Studies show that the risk of infection and other complications has dropped dramatically with the new pump. In one analysis, two out of three patients were alive two years after implantation — an impressive number given that recipients are almost always in the end stages of heart failure. The stronger the patients are, the better their odds. "Most of the deaths occurred within the first few months among patients who were too sick to get through the surgery and recovery," says Boyle. "After those first few months, the curve flattens out, meaning if patients are strong enough to make it through the surgery and recovery, they're alive and doing very well."
Boyle's first patient to receive the device was a 79-year-old man with congestive heart failure who received it as part of a clinical trial in 2005. "A lot of people at the time might have said he was too old," says Boyle. "Six and a half years later, at 86, he's still going strong." Indeed, a recent study that compared results for patients under 70 and those over 70 found almost no difference in survival or quality of life.

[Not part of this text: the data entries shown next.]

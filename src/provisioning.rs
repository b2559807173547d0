//! Download code signing files from blob storage.
//!
//! Provisioning profiles and a signing certificate are stored as named
//! objects. [`ManualProvisioning`] fetches them into the directories Xcode
//! reads from, never overwriting an existing file.

use std::env;
use std::path::{Path, PathBuf};

use async_trait::async_trait;
use serde::Serialize;
use tracing::Span;

use crate::client::ApiSession;
use crate::error::{AppDistError, Result};

const PROFILE_FILE_NAME: &str = "profile.mobileprovision";
const CERTIFICATE_FILE_NAME: &str = "certificate.p12";

/// Storage holding signing files as named objects.
#[async_trait]
pub trait BlobStorage: Send + Sync {
    /// Write the contents of `object_name` to `destination`.
    ///
    /// # Errors
    ///
    /// Returns an error if the object cannot be fetched or written.
    async fn save_to_file(&self, object_name: &str, destination: &Path) -> Result<()>;
}

/// Blob storage served over HTTP with bearer authentication.
///
/// Objects are fetched from `{base_url}/{object_name}`.
#[derive(Debug, Clone)]
pub struct HttpBlobStorage {
    session: ApiSession,
}

impl HttpBlobStorage {
    /// Create storage from `APPDIST_STORAGE_URL` and `APPDIST_STORAGE_TOKEN`.
    ///
    /// # Errors
    ///
    /// Returns an error if either variable is missing.
    pub fn from_env() -> Result<Self> {
        let base_url = env::var("APPDIST_STORAGE_URL").map_err(|_| {
            AppDistError::ConfigMissing("APPDIST_STORAGE_URL environment variable not set".to_string())
        })?;
        let token = env::var("APPDIST_STORAGE_TOKEN").map_err(|_| {
            AppDistError::ConfigMissing(
                "APPDIST_STORAGE_TOKEN environment variable not set".to_string(),
            )
        })?;
        Self::new(&token, &base_url)
    }

    /// # Errors
    ///
    /// Returns an error if the token is empty or the base URL is invalid.
    pub fn new(token: &str, base_url: &str) -> Result<Self> {
        Ok(Self {
            session: ApiSession::new(token, base_url)?,
        })
    }
}

#[async_trait]
impl BlobStorage for HttpBlobStorage {
    async fn save_to_file(&self, object_name: &str, destination: &Path) -> Result<()> {
        let contents = self
            .session
            .download(&urlencoding::encode(object_name))
            .await?;
        if let Some(parent) = destination.parent() {
            tokio::fs::create_dir_all(parent).await?;
        }
        tokio::fs::write(destination, contents).await?;
        Ok(())
    }
}

/// Where downloaded signing files are placed.
#[derive(Debug, Clone, PartialEq, Eq)]
pub struct ProvisioningDirectories {
    pub profiles: PathBuf,
    pub certificates: PathBuf,
}

impl ProvisioningDirectories {
    pub fn new(profiles: impl Into<PathBuf>, certificates: impl Into<PathBuf>) -> Self {
        Self {
            profiles: profiles.into(),
            certificates: certificates.into(),
        }
    }
}

impl Default for ProvisioningDirectories {
    /// `~/Library/MobileDevice/Provisioning Profiles` and
    /// `~/Library/MobileDevice/Certificates`.
    fn default() -> Self {
        let home = env::var_os("HOME").map_or_else(|| PathBuf::from("."), PathBuf::from);
        let mobile_device = home.join("Library").join("MobileDevice");
        Self::new(
            mobile_device.join("Provisioning Profiles"),
            mobile_device.join("Certificates"),
        )
    }
}

/// Paths of the files written by [`ManualProvisioning::fetch_signing_files`].
#[derive(Debug, Clone, PartialEq, Eq, Serialize)]
pub struct SigningFiles {
    pub profiles: Vec<PathBuf>,
    pub certificate: PathBuf,
}

/// Fetches provisioning profiles and a certificate from blob storage.
#[derive(Debug)]
pub struct ManualProvisioning<S> {
    storage: S,
    directories: ProvisioningDirectories,
    span: Span,
}

impl<S: BlobStorage> ManualProvisioning<S> {
    pub fn new(storage: S, directories: ProvisioningDirectories) -> Self {
        Self {
            storage,
            directories,
            span: tracing::info_span!("manual_provisioning"),
        }
    }

    #[must_use]
    pub fn with_span(mut self, span: Span) -> Self {
        self.span = span;
        self
    }

    pub fn directories(&self) -> &ProvisioningDirectories {
        &self.directories
    }

    /// Download every profile and the certificate, plus the certificate
    /// password object when one is named.
    ///
    /// The password is saved next to the certificate as
    /// `{certificate path}.password`.
    ///
    /// # Errors
    ///
    /// Returns [`AppDistError::InvalidParameter`] before downloading
    /// anything if an object name is empty, otherwise any storage error.
    pub async fn fetch_signing_files(
        &self,
        profile_names: &[String],
        certificate_name: &str,
        certificate_password_name: Option<&str>,
    ) -> Result<SigningFiles> {
        if profile_names.is_empty() || profile_names.iter().any(|n| n.trim().is_empty()) {
            return Err(AppDistError::InvalidParameter(
                "Cannot fetch signing files: provisioning profile object name not given"
                    .to_string(),
            ));
        }
        if certificate_name.trim().is_empty() {
            return Err(AppDistError::InvalidParameter(
                "Cannot fetch signing files: certificate object name not given".to_string(),
            ));
        }

        let mut profiles = Vec::with_capacity(profile_names.len());
        for name in profile_names {
            profiles.push(self.download_profile(name).await?);
        }
        let certificate = self
            .download_certificate(certificate_name, certificate_password_name.filter(|n| !n.is_empty()))
            .await?;

        Ok(SigningFiles {
            profiles,
            certificate,
        })
    }

    async fn download_profile(&self, name: &str) -> Result<PathBuf> {
        self.span
            .in_scope(|| tracing::info!("Download provisioning profile {name}"));
        let path = unique_path(&self.directories.profiles, PROFILE_FILE_NAME).await?;
        self.save(name, &path).await?;
        self.span
            .in_scope(|| tracing::info!("Saved provisioning profile {name} to {}", path.display()));
        Ok(path)
    }

    async fn download_certificate(&self, name: &str, password_name: Option<&str>) -> Result<PathBuf> {
        self.span
            .in_scope(|| tracing::info!("Download certificate {name}"));
        let path = unique_path(&self.directories.certificates, CERTIFICATE_FILE_NAME).await?;
        self.save(name, &path).await?;

        if let Some(password_name) = password_name {
            let mut password_path = path.clone().into_os_string();
            password_path.push(".password");
            self.save(password_name, Path::new(&password_path)).await?;
        }
        self.span
            .in_scope(|| tracing::info!("Saved certificate {name} to {}", path.display()));
        Ok(path)
    }

    async fn save(&self, object_name: &str, destination: &Path) -> Result<()> {
        self.storage
            .save_to_file(object_name, destination)
            .await
            .inspect_err(|e| {
                self.span.in_scope(|| {
                    tracing::error!(error = %e, "Failed to download {object_name} from storage");
                });
            })
    }
}

/// First free path for `file_name` in `directory`: `name.ext`, then
/// `name_1.ext`, `name_2.ext` and so on. Creates `directory` if needed.
///
/// # Errors
///
/// Returns an error if the directory cannot be created or inspected.
pub async fn unique_path(directory: &Path, file_name: &str) -> Result<PathBuf> {
    tokio::fs::create_dir_all(directory).await?;

    let (stem, extension) = match file_name.rsplit_once('.') {
        Some((stem, ext)) if !stem.is_empty() => (stem, Some(ext)),
        _ => (file_name, None),
    };

    let mut candidate = directory.join(file_name);
    let mut counter = 1usize;
    while tokio::fs::try_exists(&candidate).await? {
        let name = match extension {
            Some(ext) => format!("{stem}_{counter}.{ext}"),
            None => format!("{stem}_{counter}"),
        };
        candidate = directory.join(name);
        counter += 1;
    }
    Ok(candidate)
}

Because the device restores normal blood flow to organs throughout the body, in many patients kidney and liver function improves. In some cases, the heart may even repair itself, especially in younger patients whose heart failure was caused by a virus that infected heart muscles, a condition called viral cardiomyopathy. Once the heart is strong enough, the pump can be removed.
When damage to the heart is irreversible, as in most cases of congestive heart failure, the pump can buy time until a donor organ is available for a heart transplant. Before he suffered a heart attack at age 47, Michael-Joshua Morris, of New York City, was exceptionally active. After his heart attack, he couldn't walk more than 10 steps without gasping for breath and leaning on his wife, Anne Marie. Two years ago he had the device implanted. "What the heart attack took away from me, the LVAD gave back to me," says Morris, who still hopes to undergo a heart transplant.